Also I noticed in my showcases tab it recorded the DVR plus thing on channel 1000 I'm still on 10b8.


----------



## Earl Bonovich

dodge boy said:


> anyone tried something not really noticeable like usb functionality or RF antenna capability with 10c0?
> 
> Also I noticed in my showcases tab it recorded the DVR plus thing on channel 1000 I'm still on 10b8.


Can you give me some more details on it?

What do you see in the Showcase (what does it list)?


----------



## jamieh1

Earl Bonovich said:


> Can you give me some more details on it?
> 
> What do you see in the Showcase (what does it list)?


Yea just checked my showcase and it has the DVR video.

Title - Welcome to Directv Plus Expires 05/17

When the video comes on its like any other recording it shows the banner and same info. 
One thing new is the channel is coming from is Ch 1020 DVRV

However if you try to type in 1020 it will not let you go to the channel.


----------



## jamieh1

I just check the channels list and there is a channel 1024 DVRV description is 
No App VOD Channel

There is no video.

This is one thing I dont like about the R15, when a new channel comes on line it does not get added to the favorites like on the earlier recievers, Most folks keep there reciever on favorites to take out the unsub. channels, Like me .
When a new channel is added they will not know about it unless they read the forums.


----------



## Wolffpack

No DVR Showcase on mine with 10C0.


----------



## jamieh1

Wolffpack said:


> No DVR Showcase on mine with 10C0.


I have 10B8 as of 5/3

I dont have 10c0 and I do have the showcase.


----------



## Earl Bonovich

jamielee said:


> I just check the channels list and there is a channel 1024 DVRV description is
> No App VOD Channel
> 
> There is no video.
> 
> This is one thing I dont like about the R15, when a new channel comes on line it does not get added to the favorites like on the earlier recievers, Most folks keep there reciever on favorites to take out the unsub. channels, Like me .
> When a new channel is added they will not know about it unless they read the forums.

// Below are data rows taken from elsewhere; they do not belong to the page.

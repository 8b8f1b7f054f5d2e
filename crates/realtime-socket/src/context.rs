//! Process-wide access point for the shared manager.

use crate::manager::SocketManager;
use crate::{RealtimeError, Result};
use once_cell::sync::OnceCell;
use std::sync::Arc;

static MANAGER: OnceCell<Arc<SocketManager>> = OnceCell::new();

/// Make `manager` reachable from anywhere in the process. Only the first call wins.
pub fn install(manager: Arc<SocketManager>) -> Result<()> {
	MANAGER.set(manager).map_err(|_| RealtimeError::AlreadyInstalled)
}

pub fn global() -> Option<Arc<SocketManager>> {
	MANAGER.get().cloned()
}

#[cfg(test)]
mod tests {
	use super::*;
	use crate::config::SocketConfig;
	use crate::credential::SharedCredential;

	#[test]
	fn test_install_only_once() {
		let first = SocketManager::builder(SocketConfig::default(), SharedCredential::new()).build().unwrap();
		let second = SocketManager::builder(SocketConfig::default(), SharedCredential::new()).build().unwrap();

		install(Arc::clone(&first)).unwrap();
		assert!(matches!(install(second), Err(RealtimeError::AlreadyInstalled)));
		assert!(Arc::ptr_eq(&global().unwrap(), &first));
	}
}
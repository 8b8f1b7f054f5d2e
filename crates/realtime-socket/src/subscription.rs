//! Per-connection event subscriptions.
//!
//! A registry belongs to exactly one Connection. Replacing the Connection
//! (teardown, then initialize) starts from an empty registry; consumers that
//! need continuity must subscribe again.

use dashmap::DashMap;
use futures::Stream;
use serde_json::Value;
use std::fmt;
use std::pin::Pin;
use std::sync::atomic::{AtomicU64, Ordering};
use std::sync::Arc;
use std::task::{Context, Poll};
use tokio::sync::mpsc;
use tracing::trace;

pub type Callback = Arc<dyn Fn(&Value) + Send + Sync>;

#[derive(Debug, Clone, Copy, PartialEq, Eq, Hash, PartialOrd, Ord)]
pub struct SubscriptionId(u64);

impl fmt::Display for SubscriptionId {
	fn fmt(&self, f: &mut fmt::Formatter<'_>) -> fmt::Result {
		write!(f, "sub-{}", self.0)
	}
}

enum Listener {
	Callback(Callback),
	Channel(mpsc::UnboundedSender<Value>),
}

struct Entry {
	id: SubscriptionId,
	listener: Listener,
}

#[derive(Default)]
pub struct SubscriptionRegistry {
	listeners: DashMap<String, Vec<Entry>>,
	next_id: AtomicU64,
}

impl SubscriptionRegistry {
	pub fn new() -> Self {
		Self::default()
	}

	fn next_id(&self) -> SubscriptionId {
		SubscriptionId(self.next_id.fetch_add(1, Ordering::Relaxed) + 1)
	}

	fn insert(&self, event: &str, listener: Listener) -> SubscriptionId {
		let id = self.next_id();
		self.listeners.entry(event.to_string()).or_default().push(Entry { id, listener });
		trace!(%event, %id, "subscription added");
		id
	}

	pub fn on(&self, event: &str, callback: Callback) -> SubscriptionId {
		self.insert(event, Listener::Callback(callback))
	}

	pub fn subscribe(self: &Arc<Self>, event: &str) -> EventStream {
		let (tx, rx) = mpsc::unbounded_channel();
		let id = self.insert(event, Listener::Channel(tx));
		EventStream {
			event: event.to_string(),
			id,
			rx,
			registry: Arc::downgrade(self),
		}
	}

	/// Returns whether a subscription was removed.
	pub fn off(&self, event: &str, id: SubscriptionId) -> bool {
		let Some(mut entries) = self.listeners.get_mut(event) else {
			return false;
		};

		let before = entries.len();
		entries.retain(|entry| entry.id != id);
		let removed = entries.len() != before;
		let now_empty = entries.is_empty();
		drop(entries);

		if now_empty {
			self.listeners.remove_if(event, |_, entries| entries.is_empty());
		}
		removed
	}

	/// Drop every subscription for `event`, returning how many there were.
	pub fn off_all(&self, event: &str) -> usize {
		self.listeners.remove(event).map_or(0, |(_, entries)| entries.len())
	}

	/// Deliver `payload` to every listener of `event`. Returns the number of listeners reached.
	pub fn dispatch(&self, event: &str, payload: &Value) -> usize {
		// Snapshot callbacks so none run while the shard lock is held.
		let mut callbacks: Vec<Callback> = Vec::new();
		let mut delivered = 0;

		if let Some(mut entries) = self.listeners.get_mut(event) {
			entries.retain(|entry| match &entry.listener {
				Listener::Callback(callback) => {
					callbacks.push(Arc::clone(callback));
					true
				}
				Listener::Channel(tx) => {
					let open = tx.send(payload.clone()).is_ok();
					delivered += usize::from(open);
					open
				}
			});
		}

		for callback in &callbacks {
			callback(payload);
		}

		trace!(%event, listeners = delivered + callbacks.len(), "event dispatched");
		delivered + callbacks.len()
	}

	pub fn count(&self, event: &str) -> usize {
		self.listeners.get(event).map_or(0, |entries| entries.len())
	}

	pub fn is_empty(&self) -> bool {
		self.listeners.iter().all(|entries| entries.is_empty())
	}

	/// Close channel subscriptions and forget callbacks.
	pub fn clear(&self) {
		self.listeners.clear();
	}
}

impl fmt::Debug for SubscriptionRegistry {
	fn fmt(&self, f: &mut fmt::Formatter<'_>) -> fmt::Result {
		f.debug_struct("SubscriptionRegistry").field("events", &self.listeners.len()).finish()
	}
}

/// Channel-backed subscription. Dropping it unregisters the listener.
pub struct EventStream {
	event: String,
	id: SubscriptionId,
	rx: mpsc::UnboundedReceiver<Value>,
	registry: std::sync::Weak<SubscriptionRegistry>,
}

impl EventStream {
	pub fn event(&self) -> &str {
		&self.event
	}

	pub const fn id(&self) -> SubscriptionId {
		self.id
	}

	/// Next payload, or `None` once the owning Connection is gone.
	pub async fn recv(&mut self) -> Option<Value> {
		self.rx.recv().await
	}
}

impl Stream for EventStream {
	type Item = Value;

	fn poll_next(mut self: Pin<&mut Self>, cx: &mut Context<'_>) -> Poll<Option<Self::Item>> {
		self.rx.poll_recv(cx)
	}
}

impl Drop for EventStream {
	fn drop(&mut self) {
		if let Some(registry) = self.registry.upgrade() {
			registry.off(&self.event, self.id);
		}
	}
}

impl fmt::Debug for EventStream {
	fn fmt(&self, f: &mut fmt::Formatter<'_>) -> fmt::Result {
		f.debug_struct("EventStream").field("event", &self.event).field("id", &self.id).finish()
	}
}

#[cfg(test)]
mod tests {
	use super::*;
	use serde_json::json;
	use std::sync::atomic::AtomicUsize;

	fn counter() -> (Arc<AtomicUsize>, Callback) {
		let hits = Arc::new(AtomicUsize::new(0));
		let seen = Arc::clone(&hits);
		let callback: Callback = Arc::new(move |_: &Value| {
			seen.fetch_add(1, Ordering::SeqCst);
		});
		(hits, callback)
	}

	#[test]
	fn test_dispatch_reaches_only_matching_event() {
		let registry = SubscriptionRegistry::new();
		let (hits, callback) = counter();
		registry.on("receive_message", callback);

		assert_eq!(registry.dispatch("receive_message", &json!({"text": "hi"})), 1);
		assert_eq!(registry.dispatch("typing", &json!(null)), 0);
		assert_eq!(hits.load(Ordering::SeqCst), 1);
	}

	#[test]
	fn test_off_removes_only_that_subscription() {
		let registry = SubscriptionRegistry::new();
		let (first_hits, first) = counter();
		let (second_hits, second) = counter();
		let first_id = registry.on("connect", first);
		registry.on("connect", second);

		assert!(registry.off("connect", first_id));
		assert!(!registry.off("connect", first_id), "second removal is a no-op");

		registry.dispatch("connect", &Value::Null);
		assert_eq!(first_hits.load(Ordering::SeqCst), 0);
		assert_eq!(second_hits.load(Ordering::SeqCst), 1);
	}

	#[test]
	fn test_ids_are_unique() {
		let registry = SubscriptionRegistry::new();
		let (_, callback) = counter();
		let a = registry.on("x", Arc::clone(&callback));
		let b = registry.on("x", callback);
		assert_ne!(a, b);
		assert_eq!(registry.count("x"), 2);
	}

	#[test]
	fn test_off_all_clears_event() {
		let registry = SubscriptionRegistry::new();
		let (_, callback) = counter();
		registry.on("x", Arc::clone(&callback));
		registry.on("x", callback);

		assert_eq!(registry.off_all("x"), 2);
		assert!(registry.is_empty());
	}

	#[test]
	fn test_callback_may_unsubscribe_itself() {
		let registry = Arc::new(SubscriptionRegistry::new());
		let slot: Arc<std::sync::Mutex<Option<SubscriptionId>>> = Arc::default();

		let inner_registry = Arc::clone(&registry);
		let inner_slot = Arc::clone(&slot);
		let id = registry.on(
			"once",
			Arc::new(move |_: &Value| {
				if let Some(id) = inner_slot.lock().unwrap().take() {
					inner_registry.off("once", id);
				}
			}),
		);
		*slot.lock().unwrap() = Some(id);

		assert_eq!(registry.dispatch("once", &Value::Null), 1);
		assert_eq!(registry.dispatch("once", &Value::Null), 0);
	}

	#[tokio::test]
	async fn test_channel_subscription_receives_and_unregisters_on_drop() {
		let registry = Arc::new(SubscriptionRegistry::new());
		let mut stream = registry.subscribe("receive_message");

		registry.dispatch("receive_message", &json!("hello"));
		assert_eq!(stream.recv().await, Some(json!("hello")));

		drop(stream);
		assert_eq!(registry.count("receive_message"), 0);
	}

	#[tokio::test]
	async fn test_clear_ends_channel_streams() {
		let registry = Arc::new(SubscriptionRegistry::new());
		let mut stream = registry.subscribe("x");

		registry.clear();
		assert_eq!(stream.recv().await, None);
	}
}
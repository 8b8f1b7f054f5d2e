//! Process-wide owner of the single real-time Connection.
//!
//! The manager gates Connection creation on the credential, re-checks a
//! missing credential a bounded number of times, and forwards publish,
//! subscribe and lifecycle calls to whichever Connection is current.
//!
//! All entry points except [`SocketManager::teardown`] are synchronous and
//! must be called from within a tokio runtime.

use crate::config::SocketConfig;
use crate::connection::{Connection, ConnectionHandle, ConnectionId};
use crate::credential::{Credential, CredentialSource};
use crate::notifier::{SessionNotifier, TracingNotifier};
use crate::retry::BoundedRetry;
use crate::state::ConnectionState;
use crate::subscription::{EventStream, SubscriptionId};
use crate::transport::{Connector, WebSocketConnector};
use crate::{RealtimeError, Result};
use serde::Serialize;
use serde_json::Value;
use std::sync::{Arc, Mutex, MutexGuard, PoisonError};
use std::time::Duration;
use tokio::sync::watch;
use tokio::task::JoinHandle;
use tracing::{debug, info, warn};

/// Result of [`SocketManager::initialize`].
#[derive(Debug, Clone, Copy, PartialEq, Eq)]
pub enum InitOutcome {
	/// A new Connection was created and is handshaking.
	Connecting,
	/// A Connection already exists; nothing was done.
	AlreadyInitialized,
	/// No credential yet; a deferred re-check is scheduled.
	Deferred,
	/// No credential and the re-check budget for this session is spent.
	CredentialUnavailable,
}

#[derive(Debug)]
struct Slot {
	connection: Option<Connection>,
	recheck: Option<JoinHandle<()>>,
	rechecks: BoundedRetry,
}

pub struct SocketManager {
	config: Arc<SocketConfig>,
	credentials: Arc<dyn CredentialSource>,
	connector: Arc<dyn Connector>,
	notifier: Arc<dyn SessionNotifier>,
	slot: Mutex<Slot>,
}

impl std::fmt::Debug for SocketManager {
	fn fmt(&self, f: &mut std::fmt::Formatter<'_>) -> std::fmt::Result {
		f.debug_struct("SocketManager").field("config", &self.config).finish_non_exhaustive()
	}
}

pub struct SocketManagerBuilder {
	config: SocketConfig,
	credentials: Arc<dyn CredentialSource>,
	connector: Option<Arc<dyn Connector>>,
	notifier: Option<Arc<dyn SessionNotifier>>,
}

impl SocketManagerBuilder {
	#[must_use]
	pub fn connector(mut self, connector: impl Connector) -> Self {
		let connector: Arc<dyn Connector> = Arc::new(connector);
		self.connector = Some(connector);
		self
	}

	#[must_use]
	pub fn notifier(mut self, notifier: impl SessionNotifier) -> Self {
		let notifier: Arc<dyn SessionNotifier> = Arc::new(notifier);
		self.notifier = Some(notifier);
		self
	}

	pub fn build(self) -> Result<Arc<SocketManager>> {
		self.config.validate()?;

		let rechecks = BoundedRetry::from(&self.config.credential_retry);
		let connector = self.connector.unwrap_or_else(|| Arc::new(WebSocketConnector::new()) as Arc<dyn Connector>);
		let notifier = self.notifier.unwrap_or_else(|| Arc::new(TracingNotifier) as Arc<dyn SessionNotifier>);

		Ok(Arc::new(SocketManager {
			config: Arc::new(self.config),
			credentials: self.credentials,
			connector,
			notifier,
			slot: Mutex::new(Slot {
				connection: None,
				recheck: None,
				rechecks,
			}),
		}))
	}
}

impl SocketManager {
	pub fn builder(config: SocketConfig, credentials: impl CredentialSource) -> SocketManagerBuilder {
		let credentials: Arc<dyn CredentialSource> = Arc::new(credentials);
		SocketManagerBuilder {
			config,
			credentials,
			connector: None,
			notifier: None,
		}
	}

	pub fn config(&self) -> &SocketConfig {
		&self.config
	}

	fn slot(&self) -> MutexGuard<'_, Slot> {
		self.slot.lock().unwrap_or_else(PoisonError::into_inner)
	}

	fn handle(&self) -> Option<ConnectionHandle> {
		self.slot().connection.as_ref().map(|c| c.handle().clone())
	}

	/// Create the Connection if a credential is available. Idempotent.
	///
	/// The credential is read before the slot lock is taken; check-then-create
	/// happens under the lock, so concurrent callers can never produce a second
	/// Connection.
	pub fn initialize(self: &Arc<Self>) -> InitOutcome {
		let credential = self.credentials.credential();
		let mut slot = self.slot();
		self.create(&mut slot, credential)
	}

	fn create(self: &Arc<Self>, slot: &mut Slot, credential: Option<Credential>) -> InitOutcome {
		if slot.connection.is_some() {
			debug!("realtime connection already initialized");
			return InitOutcome::AlreadyInitialized;
		}

		let Some(credential) = credential else {
			return self.defer(slot);
		};

		match Connection::spawn(Arc::clone(&self.config), credential, Arc::clone(&self.connector), Arc::clone(&self.notifier)) {
			Ok(connection) => {
				info!(id = %connection.handle().id(), url = %self.config.url, "realtime connection created");
				slot.connection = Some(connection);
				if let Some(recheck) = slot.recheck.take() {
					recheck.abort();
				}
				InitOutcome::Connecting
			}
			Err(e) => {
				// config is validated at build time, so this only fires on a broken invariant
				warn!(error = %e, "failed to create realtime connection");
				InitOutcome::CredentialUnavailable
			}
		}
	}

	fn defer(self: &Arc<Self>, slot: &mut Slot) -> InitOutcome {
		if slot.recheck.is_some() {
			debug!("credential re-check already scheduled");
			return InitOutcome::Deferred;
		}

		let Some(delay) = slot.rechecks.next_delay() else {
			info!("no credential available; realtime connection not started");
			return InitOutcome::CredentialUnavailable;
		};

		debug!(?delay, attempt = slot.rechecks.attempts(), "no credential yet; re-checking later");
		let manager = Arc::clone(self);
		slot.recheck = Some(tokio::spawn(async move {
			tokio::time::sleep(delay).await;
			let credential = manager.credentials.credential();

			// clearing the re-check and creating must be one step for `recheck_pending` observers
			let mut slot = manager.slot();
			slot.recheck = None;
			let outcome = manager.create(&mut slot, credential);
			debug!(?outcome, "credential re-check finished");
		}));

		InitOutcome::Deferred
	}

	/// Whether a deferred credential re-check is pending.
	///
	/// Once this returns `false`, the re-check has either created the
	/// Connection or given up; check `connection_id` after this, not before.
	pub fn recheck_pending(&self) -> bool {
		self.slot().recheck.as_ref().is_some_and(|h| !h.is_finished())
	}

	/// Close the current Connection and clear the shared reference.
	pub async fn teardown(&self) {
		let connection = {
			let mut slot = self.slot();
			if let Some(recheck) = slot.recheck.take() {
				recheck.abort();
			}
			slot.rechecks.reset();
			slot.connection.take()
		};

		if let Some(connection) = connection {
			let id = connection.handle().id();
			connection.shutdown().await;
			info!(%id, "realtime connection torn down");
		}
	}

	pub fn connection_id(&self) -> Option<ConnectionId> {
		self.handle().map(|h| h.id())
	}

	pub fn state(&self) -> ConnectionState {
		self.handle().map_or(ConnectionState::Absent, |h| h.state())
	}

	pub fn watch_state(&self) -> Option<watch::Receiver<ConnectionState>> {
		self.handle().map(|h| h.watch_state())
	}

	pub fn is_connected(&self) -> bool {
		self.handle().is_some_and(|h| h.is_connected())
	}

	/// Publish `payload` under `event`. Never fails loudly: returns whether the
	/// event was queued for delivery.
	pub fn emit(&self, event: &str, payload: impl Serialize) -> bool {
		let Some(handle) = self.handle() else {
			warn!(%event, "dropping emit: no realtime connection");
			return false;
		};

		match serde_json::to_value(payload) {
			Ok(value) => handle.emit(event, vec![value]),
			Err(e) => {
				warn!(%event, error = %e, "dropping emit: payload not serializable");
				false
			}
		}
	}

	/// Publish and wait for the server's acknowledgement.
	pub async fn emit_with_ack(&self, event: &str, payload: impl Serialize, timeout: Duration) -> Result<Value> {
		let handle = self.handle().ok_or(RealtimeError::NotConnected)?;
		let value = serde_json::to_value(payload)?;
		handle.emit_with_ack(event, vec![value], timeout).await
	}

	/// Register a callback on the current Connection. `None` when there is no Connection.
	pub fn on<F>(&self, event: &str, callback: F) -> Option<SubscriptionId>
	where
		F: Fn(&Value) + Send + Sync + 'static,
	{
		self.handle().map(|h| h.on(event, Arc::new(callback)))
	}

	pub fn off(&self, event: &str, id: SubscriptionId) -> bool {
		self.handle().is_some_and(|h| h.off(event, id))
	}

	/// Channel-based subscription on the current Connection.
	pub fn subscribe(&self, event: &str) -> Option<EventStream> {
		self.handle().map(|h| h.subscribe(event))
	}

	pub fn disconnect(&self) -> bool {
		self.handle().is_some_and(|h| h.disconnect())
	}

	pub fn reconnect(&self) -> bool {
		self.handle().is_some_and(|h| h.reconnect())
	}
}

It is possible that it is "designed" that way. A specifica channel that is not intended for normal daily usage, may not add to the favorites.

(Instead of ALWAYS adding to the favorites, like the Sunday Ticket, MLB, ect... packages)


----------



## Earl Bonovich

For those of you that got the content...
How long was it? Where there any problems with it?


----------



## cabanaboy1977

jamielee said:


> When a new channel is added they will not know about it unless they read the forums.


Speaking of new channels. My wife just found a 24/7 baby/toddler channel. How long has that been there? On the way to work I was listening to the radio and they said that the new channel would cost $10??? I don't remember telling D* that they could charge me $10 more a month? I'm all for getting new channels, but I don't want them to be added and charged more if I don't want them. Is this a trial or is this part of the total choice plus?


----------



## speedy4022

Earl Bonovich said:
 

> For those of you that got the content...
> How long was it? Where there any problems with it?


the showcase video as others have mentioned is listed as welcome to directv plus and is 8 mins long and I had no problems during playback however it is the same thing that is shown on ch.1000.


----------



## jamieh1

cabanaboy1977 said:


> Speaking of new channels. My wife just found a 24/7 baby/toddler channel. How long has that been there? On the way to work I was listening to the radio and they said that the new channel would cost $10??? I don't remember telling D* that they could charge me $10 more a month? I'm all for getting new channels, but I don't want them to be added and charged more if I don't want them. Is this a trial or is this part of the total choice plus?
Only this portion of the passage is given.